Elsevier

Pattern Recognition Letters

Volume 136, August 2020, Pages 257-263
Pattern Recognition Letters

OccGAN: Semantic image augmentation for driving scenes

https://doi.org/10.1016/j.patrec.2020.06.011Get rights and content

Highlights

  • The OccGAN structure is a semantic augmentation method on Cityscapes.

  • The Rationality Module utilizes prior knowledge to implant occluders.
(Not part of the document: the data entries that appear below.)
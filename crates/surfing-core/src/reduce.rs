//! ORAC-DR reductions, combined and per detector, and the housekeeping that
//! moves their products into the canonical tree.

use std::path::{Path, PathBuf};

use tracing::{debug, info, warn};

use crate::classify::{is_image, is_log, is_ndf};
use crate::datescan::Datescan;
use crate::detector::Polarization;
use crate::error::{Result, SurfingError};
use crate::pipeline::{PipelineStage, ProgressReporter};
use crate::services::{ReductionOutput, ReductionRequest};
use crate::summary::render_summary;
use crate::workspace::Workspace;

/// One ORAC-DR run and where its products were moved to.
#[derive(Clone, Debug, PartialEq, Eq)]
pub struct ReductionRecord {
    pub datescan: Datescan,
    /// `None` for a combined P0+P1 reduction.
    pub polarization: Option<Polarization>,
    pub output_dir: PathBuf,
    pub output: ReductionOutput,
}

/// Recipe and parameter file shared by every run of a batch.
#[derive(Clone, Copy, Debug)]
pub struct RecipeSpec<'a> {
    pub recipe: &'a str,
    pub parfile: Option<&'a Path>,
}

/// Check raw data is in place and create `reduced/<date>/<scan5>/` for each datescan.
///
/// A missing or empty raw directory is only warned about. Returns the datescans
/// without raw data.
pub fn setup_directories(ws: &Workspace, datescans: &[Datescan]) -> Result<Vec<Datescan>> {
    let mut missing = Vec::new();
    for ds in datescans {
        let raw_dir = ws.layout.raw_dir(ds);
        let has_raw = ws.store.is_dir(&raw_dir)
            && ws
                .store
                .list_files(&raw_dir)?
                .iter()
                .any(|p| is_ndf(p));
        if !has_raw {
            warn!(
                datescan = %ds,
                dir = %raw_dir.display(),
                "No raw data available; create and populate this directory with the raw SDF files to reduce"
            );
            missing.push(ds.clone());
        }
        ws.store.ensure_dir(&ws.layout.reduced_dir(ds))?;
    }
    Ok(missing)
}

/// Reduce P0 and P1 together, then write `Summary.txt`.
pub fn reduce_combined(
    ws: &Workspace,
    datescans: &[Datescan],
    recipe: RecipeSpec<'_>,
    reporter: &dyn ProgressReporter,
) -> Result<Vec<ReductionRecord>> {
    setup_directories(ws, datescans)?;

    reporter.begin_stage(PipelineStage::ReducingCombined, Some(datescans.len()));
    let mut records = Vec::with_capacity(datescans.len());
    for (i, ds) in datescans.iter().enumerate() {
        reporter.set_message(&ds.to_string());
        let outpath = ws.layout.reduced_dir(ds);
        let record = reduce_one(ws, ds, None, &outpath, recipe)?;
        records.push(record);
        reporter.advance(i + 1);
    }
    reporter.finish_stage();

    let summary_path = ws.layout.summary_path();
    ws.store
        .write(&summary_path, render_summary(&records).as_bytes())?;
    info!(path = %summary_path.display(), "Summary written");

    Ok(records)
}

/// Reduce each polarization on its own by flagging the other chain's receptors bad.
pub fn reduce_individual(
    ws: &Workspace,
    datescans: &[Datescan],
    recipe: RecipeSpec<'_>,
    reporter: &dyn ProgressReporter,
) -> Result<Vec<ReductionRecord>> {
    setup_directories(ws, datescans)?;

    let mut records = Vec::with_capacity(datescans.len() * Polarization::ALL.len());
    for pol in Polarization::ALL {
        let stage = match pol {
            Polarization::P0 => PipelineStage::ReducingP0,
            Polarization::P1 => PipelineStage::ReducingP1,
        };
        reporter.begin_stage(stage, Some(datescans.len()));
        for (i, ds) in datescans.iter().enumerate() {
            reporter.set_message(&format!("{ds} {pol}"));
            let outpath = ws.layout.detector_dir(ds, pol);
            ws.store.ensure_dir(&outpath)?;
            let record = reduce_one(ws, ds, Some(pol), &outpath, recipe)?;
            records.push(record);
            reporter.advance(i + 1);
        }
        reporter.finish_stage();
    }
    Ok(records)
}

/// Raw NDFs for a datescan, sorted.
pub fn collect_raw_files(ws: &Workspace, ds: &Datescan) -> Result<Vec<PathBuf>> {
    let raw_dir = ws.layout.raw_dir(ds);
    let no_data = || SurfingError::NoRawData {
        datescan: ds.to_string(),
        dir: raw_dir.clone(),
    };
    if !ws.store.is_dir(&raw_dir) {
        return Err(no_data());
    }
    let files: Vec<PathBuf> = ws
        .store
        .list_files(&raw_dir)?
        .into_iter()
        .filter(|p| is_ndf(p))
        .collect();
    if files.is_empty() {
        return Err(no_data());
    }
    Ok(files)
}

fn reduce_one(
    ws: &Workspace,
    ds: &Datescan,
    pol: Option<Polarization>,
    outpath: &Path,
    recipe: RecipeSpec<'_>,
) -> Result<ReductionRecord> {
    let raw_files = collect_raw_files(ws, ds)?;
    let request = ReductionRequest::new(outpath, recipe.recipe, raw_files)
        .with_recpars(recipe.parfile.map(Path::to_path_buf))
        .with_calib(pol.map(Polarization::bad_receptors_calib));

    info!(
        datescan = %ds,
        polarization = pol.map(|p| p.to_string()).unwrap_or_else(|| "P0+P1".into()),
        recipe = recipe.recipe,
        "Now running ORAC-DR"
    );
    let output = ws.services.reducer.reduce(&request)?;
    relocate_outputs(ws, &output.outdir, outpath)?;

    Ok(ReductionRecord {
        datescan: ds.clone(),
        polarization: pol,
        output_dir: outpath.to_path_buf(),
        output,
    })
}

/// Move a run's scratch directory into `dest`, then file logs and previews
/// into `logfiles/` and `imagefiles/`.
pub fn relocate_outputs(ws: &Workspace, outdir: &Path, dest: &Path) -> Result<()> {
    let moved = ws.store.move_contents(outdir, dest)?;
    debug!(count = moved.len(), from = %outdir.display(), to = %dest.display(), "Relocated products");
    ws.store.remove_dir_all(outdir)?;

    let logfiles = ws.layout.logfiles_dir(dest);
    ws.store.ensure_dir(&logfiles)?;
    let imagefiles = ws.layout.imagefiles_dir(dest);
    ws.store.ensure_dir(&imagefiles)?;

    for file in ws.store.list_files(dest)? {
        let Some(name) = file.file_name() else {
            continue;
        };
        if is_log(&file) {
            ws.store.rename(&file, &logfiles.join(name))?;
        } else if is_image(&file) {
            ws.store.rename(&file, &imagefiles.join(name))?;
        }
    }
    Ok(())
}
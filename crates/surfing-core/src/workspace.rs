use std::path::Path;

use crate::error::{Result, SurfingError};
use crate::layout::ProductLayout;
use crate::services::Services;
use crate::store::ProductStore;

/// The product tree and the external services a step operates with.
#[derive(Clone, Copy)]
pub struct Workspace<'a> {
    pub store: &'a dyn ProductStore,
    pub layout: &'a ProductLayout,
    pub services: Services<'a>,
}

impl<'a> Workspace<'a> {
    pub fn new(
        store: &'a dyn ProductStore,
        layout: &'a ProductLayout,
        services: Services<'a>,
    ) -> Self {
        Self {
            store,
            layout,
            services,
        }
    }

    /// Fail if an external task returned without writing `path`.
    pub(crate) fn expect_output(&self, task: &str, path: &Path) -> Result<()> {
        if self.store.exists(path) {
            Ok(())
        } else {
            Err(SurfingError::MissingOutput {
                task: task.to_string(),
                path: path.to_path_buf(),
            })
        }
    }
}
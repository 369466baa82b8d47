//! Typed classification of ORAC-DR output file names.
//!
//! ACSIS group products are named `ga<date>_<scan>_<subband>_<suffix>.sdf`;
//! the subband token selects the molecule.

use std::path::Path;

use once_cell::sync::Lazy;
use regex::Regex;

use crate::consts::{NDF_EXTENSION, ORAC_WORKING_PREFIX, PNG_EXTENSION};

static REDUCED_CUBE: Lazy<Regex> =
    Lazy::new(|| Regex::new(r"^ga.*_(\d+)_reduced0.*\.sdf$").expect("valid regex"));

static MOMENT0_MAP: Lazy<Regex> =
    Lazy::new(|| Regex::new(r"^g.*_(\d+)_integ\.sdf$").expect("valid regex"));

static WORKING_DIR: Lazy<Regex> = Lazy::new(|| {
    Regex::new(&format!(r"{ORAC_WORKING_PREFIX}\w+/")).expect("valid regex")
});

/// What a file in a reduced directory is, as far as the pipeline cares.
#[derive(Clone, Copy, Debug, PartialEq, Eq)]
pub enum ProductKind {
    /// Group spectral cube (`ga*_<sb>_reduced0*.sdf`), input to co-adds.
    ReducedCube { subband: u8 },
    /// Integrated-intensity map (`g*_<sb>_integ.sdf`), input to residuals.
    Moment0 { subband: u8 },
    /// Any other NDF product.
    Ndf,
    /// Anything with `log` in its name.
    Log,
    /// PNG preview.
    Image,
    Other,
}

impl ProductKind {
    pub fn subband(&self) -> Option<u8> {
        match self {
            Self::ReducedCube { subband } | Self::Moment0 { subband } => Some(*subband),
            _ => None,
        }
    }
}

/// Classify a file by its name alone.
pub fn classify_product(path: &Path) -> ProductKind {
    let Some(name) = path.file_name().and_then(|n| n.to_str()) else {
        return ProductKind::Other;
    };

    if let Some(subband) = capture_subband(&REDUCED_CUBE, name) {
        return ProductKind::ReducedCube { subband };
    }
    if let Some(subband) = capture_subband(&MOMENT0_MAP, name) {
        return ProductKind::Moment0 { subband };
    }
    if name.contains("log") {
        return ProductKind::Log;
    }
    match path.extension().and_then(|e| e.to_str()) {
        Some(NDF_EXTENSION) => ProductKind::Ndf,
        Some(PNG_EXTENSION) => ProductKind::Image,
        _ => ProductKind::Other,
    }
}

/// Whether `path` is a reduced cube for `subband`.
pub fn is_reduced_cube(path: &Path, subband: u8) -> bool {
    classify_product(path) == ProductKind::ReducedCube { subband }
}

/// Whether `path` is a moment-0 map for `subband`.
pub fn is_moment0(path: &Path, subband: u8) -> bool {
    classify_product(path) == ProductKind::Moment0 { subband }
}

/// Whether `path` is a Starlink NDF by extension.
pub fn is_ndf(path: &Path) -> bool {
    path.extension().and_then(|e| e.to_str()) == Some(NDF_EXTENSION)
}

/// Files moved into `logfiles/` after a reduction.
pub fn is_log(path: &Path) -> bool {
    path.file_name()
        .and_then(|n| n.to_str())
        .is_some_and(|n| n.contains("log"))
}

/// Files moved into `imagefiles/` after a reduction.
pub fn is_image(path: &Path) -> bool {
    path.extension().and_then(|e| e.to_str()) == Some(PNG_EXTENSION)
}

/// Drop `ORACworking*/` components from a displayed path.
pub fn strip_working_dir(path: &str) -> String {
    WORKING_DIR.replace_all(path, "").into_owned()
}

/// Point a run-log path at the `logfiles/` directory it is moved into.
pub fn relocate_working_dir(path: &str, replacement: &str) -> String {
    WORKING_DIR.replace_all(path, replacement).into_owned()
}

fn capture_subband(re: &Regex, name: &str) -> Option<u8> {
    re.captures(name)
        .and_then(|c| c.get(1))
        .and_then(|m| m.as_str().parse().ok())
}
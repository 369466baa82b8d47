use anyhow::{Context, Result};
use clap::Args;
use surfing_core::coadd::coadd_results;

use super::{ConfigSource, Session};
use crate::progress::BarReporter;
use crate::summary::print_coadds;

#[derive(Args)]
pub struct CoaddArgs {
    #[command(flatten)]
    pub source: ConfigSource,
}

/// Each invocation merges the listed datescans again, even if an earlier run
/// already folded them in.
pub fn run(args: &CoaddArgs) -> Result<()> {
    let session = Session::open(&args.source)?;
    let reporter = BarReporter::new()?;

    let outcomes = coadd_results(
        &session.workspace(),
        &session.config.datescans,
        &session.config.molecules,
        &session.config.region,
        &reporter,
    )
    .context("Co-adding failed")?;

    print_coadds(&outcomes);
    Ok(())
}
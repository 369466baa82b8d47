//! Incremental co-adds per region and molecule.
//!
//! New cubes are first mosaicked into a single increment, which is then merged
//! pairwise into the official co-add. Running the same datescan twice merges
//! it twice; there is no record of which datescans a co-add already holds.

use std::path::PathBuf;

use tracing::{debug, info};

use crate::classify::is_reduced_cube;
use crate::datescan::Datescan;
use crate::error::Result;
use crate::molecule::{Molecule, MoleculeTable};
use crate::pipeline::{PipelineStage, ProgressReporter};
use crate::workspace::Workspace;

#[derive(Clone, Debug, PartialEq, Eq)]
pub enum CoaddOutcome {
    /// None of the datescans produced a cube for this molecule.
    NoNewData { molecule: String },
    Updated {
        molecule: String,
        /// Reduced cubes folded into the co-add this run.
        inputs: Vec<PathBuf>,
        /// `false` when this run created the co-add.
        merged_with_existing: bool,
        sdf: PathBuf,
        fits: PathBuf,
    },
}

/// `ga*_<subband>_reduced0*.sdf` cubes for `molecule`, datescans in order.
pub fn collect_reduced_cubes(
    ws: &Workspace,
    datescans: &[Datescan],
    molecule: &Molecule,
) -> Result<Vec<PathBuf>> {
    let mut cubes = Vec::new();
    for ds in datescans {
        let dir = ws.layout.reduced_dir(ds);
        if !ws.store.is_dir(&dir) {
            continue;
        }
        cubes.extend(
            ws.store
                .list_files(&dir)?
                .into_iter()
                .filter(|p| is_reduced_cube(p, molecule.subband)),
        );
    }
    Ok(cubes)
}

pub fn coadd_results(
    ws: &Workspace,
    datescans: &[Datescan],
    molecules: &MoleculeTable,
    region: &str,
    reporter: &dyn ProgressReporter,
) -> Result<Vec<CoaddOutcome>> {
    reporter.begin_stage(PipelineStage::CoAdding, Some(molecules.len()));
    let mut outcomes = Vec::with_capacity(molecules.len());
    for (i, molecule) in molecules.iter().enumerate() {
        reporter.set_message(&molecule.name);
        outcomes.push(coadd_molecule(ws, datescans, molecule, region)?);
        reporter.advance(i + 1);
    }
    reporter.finish_stage();
    Ok(outcomes)
}

/// Fold the new cubes for one molecule into `coadds/<region>_<molecule>_coadd.sdf`
/// and regenerate its FITS copy.
pub fn coadd_molecule(
    ws: &Workspace,
    datescans: &[Datescan],
    molecule: &Molecule,
    region: &str,
) -> Result<CoaddOutcome> {
    let cubes = collect_reduced_cubes(ws, datescans, molecule)?;
    if cubes.is_empty() {
        info!(
            molecule = %molecule.name,
            subband = molecule.subband,
            "No ga*_{}_reduced0*.sdf files to co-add; no new {} data in the listed datescans",
            molecule.subband,
            molecule.name
        );
        return Ok(CoaddOutcome::NoNewData {
            molecule: molecule.name.clone(),
        });
    }

    // Combine this run's cubes into a single increment.
    let temp_dir = ws.layout.coadd_temp_dir();
    ws.store.ensure_dir(&temp_dir)?;
    let increment = ws.layout.coadd_temp_path(region, molecule);
    if let [single] = cubes.as_slice() {
        ws.store.copy(single, &increment)?;
    } else {
        ws.services.kappa.wcsmosaic(&cubes, &cubes[0], &increment)?;
        ws.expect_output("kappa:wcsmosaic", &increment)?;
    }
    debug!(molecule = %molecule.name, inputs = cubes.len(), "Increment ready");

    // Merge the increment into the official co-add, or promote it.
    ws.store.ensure_dir(&ws.layout.coadds_dir())?;
    let official = ws.layout.coadd_sdf(region, molecule);
    let merged_with_existing = ws.store.exists(&official);
    if merged_with_existing {
        let merged = ws.layout.coadd_new_path(region, molecule);
        ws.services
            .kappa
            .wcsmosaic(&[increment.clone(), official.clone()], &official, &merged)?;
        ws.expect_output("kappa:wcsmosaic", &merged)?;
        ws.store.replace(&merged, &official)?;
        info!(molecule = %molecule.name, coadd = %official.display(), "Merged into existing co-add");
    } else {
        ws.store.rename(&increment, &official)?;
        info!(molecule = %molecule.name, coadd = %official.display(), "Created co-add");
    }
    ws.store.remove_dir_all(&temp_dir)?;

    let fits = ws.layout.coadd_fits(region, molecule);
    if ws.store.exists(&fits) {
        ws.store.remove_file(&fits)?;
    }
    ws.services.convert.ndf2fits(&official, &fits)?;
    ws.expect_output("convert:ndf2fits", &fits)?;

    Ok(CoaddOutcome::Updated {
        molecule: molecule.name.clone(),
        inputs: cubes,
        merged_with_existing,
        sdf: official,
        fits,
    })
}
  • The Authenticity Module ensures the plausibility by a generative adversarial network.

  • Our Method improves the performance of several SOTA algorithms.

Abstract

Difficult images with complicated environments and occlusion have significant impacts on the performance of algorithms. They obey the long-tail distribution in the widely used datasets, which results in rare samples being overwhelmed during training. This paper presents a new approach to generate plausible occluded images with annotation as a kind of data augmentation with scenes semantics. To achieve this task, we proposed the Occlusion-based Generative Adversarial Network (OccGAN) structure, which consists of a Rationality Module and an Authenticity Module. The Rationality Module generated preliminary occluded samples under the guidance of prior semantic knowledge. And the Authenticity Module is a generative adversarial structure to ensure the reality of the produced images. Qualitative results of the visualization process are given to verify the ablation study. Experiments on the semantic segmentation task indicate that several state-of-the-art algorithms combined with our OccGAN such as DRN, Deeplabv3+, PSPNet and ResNet-38, have boosts on IoU class scores and IoU category scores successfully.

Introduction

When the image contains abundant objects or the scene is quite complicated, sunch as MS COCO [1] and KITTI [2], deep networks are not as effective as humans in recognition [3]. Furthermore, the common property of these complicated images is occlusion. On the one hand, occlusion is arbitrary and various inherently. Several kinds of research have shown that the key parts of an object usually play an important role in recognition [4], [5], [6]. When the occlusion occurred at the position of key parts, the valuable information will be lost. Therefore, occlusion will lead to immense difficulty in recognition, detection, and segmentation tasks. On the other hand, deep learning tools rely on data heavily [7], while occlusion goes under a long-tail distribution in nature [8], as shown in Fig. 1. Large scale datasets of nature scenes which are widely used, contain occluded images and other difficult images inevitably. The information of occluded objects is almost impossible to obtain, which means a straightforward approach cannot obtain the contour or the location box of occluded objects. In order to get annotations about occlusion, more manual work and human imagination are needed, which are laborious and costly.

Since the long-tail distribution means that rare images are more likely to be overwhelmed by common images, direct training on a large-scale dataset cannot lead to satisfied results. Therefore, there are several data augmentation methods to assist network training [9], [10], [11]. Different kinds of transformation to the original image can improve the robustness of the training model, including cropping, flipping, rotation, shifting, scaling, etc. Random Erasing [11] is also a method to provide occluded samples with gray blocks. These low-level augmentations mainly rely on the prior known invariances but lack semantic information. In other words, most traditional augmentation methods are low-level stacking of data, rather than instance-level operations that match scenes semantics. The core of this paper is to provide an augmentation method at semantic level to enlarge the number of plausible occlusion samples to balance the distribution (Fig. 2).

Thus we propose an occlusion-based generative adversarial networks, which is abbreviated as OccGAN, to generate occlusion samples from natural images, which takes advantage of generative adversarial networks (GAN) [12] in image generation. A generative adversarial network is usually composed of two parts: a generator and a discriminator. The generator attempts to spoof the discriminator by producing samples similar to real ones, while the discriminator is trained to distinguish the generated samples. The two models are trained together to reach the “Nash Equilibrium” by an adversarial loss. In the seminal paper [12], the original GAN cannot control the pattern of generated samples because of random noise as input. Therefore, conditional GAN [13] is proposed to handle this problem, and many subsequent works are variants of conditional GAN. Then, Convolutional Neural Network (CNN) has also been adopted to train GAN. Proposing a set of architectural guidelines, the authors of [14] obtained a stable deep convolutional GAN. The tasks of image-to-image translation and text-to-image translation have also employed GAN [15], [16], [17].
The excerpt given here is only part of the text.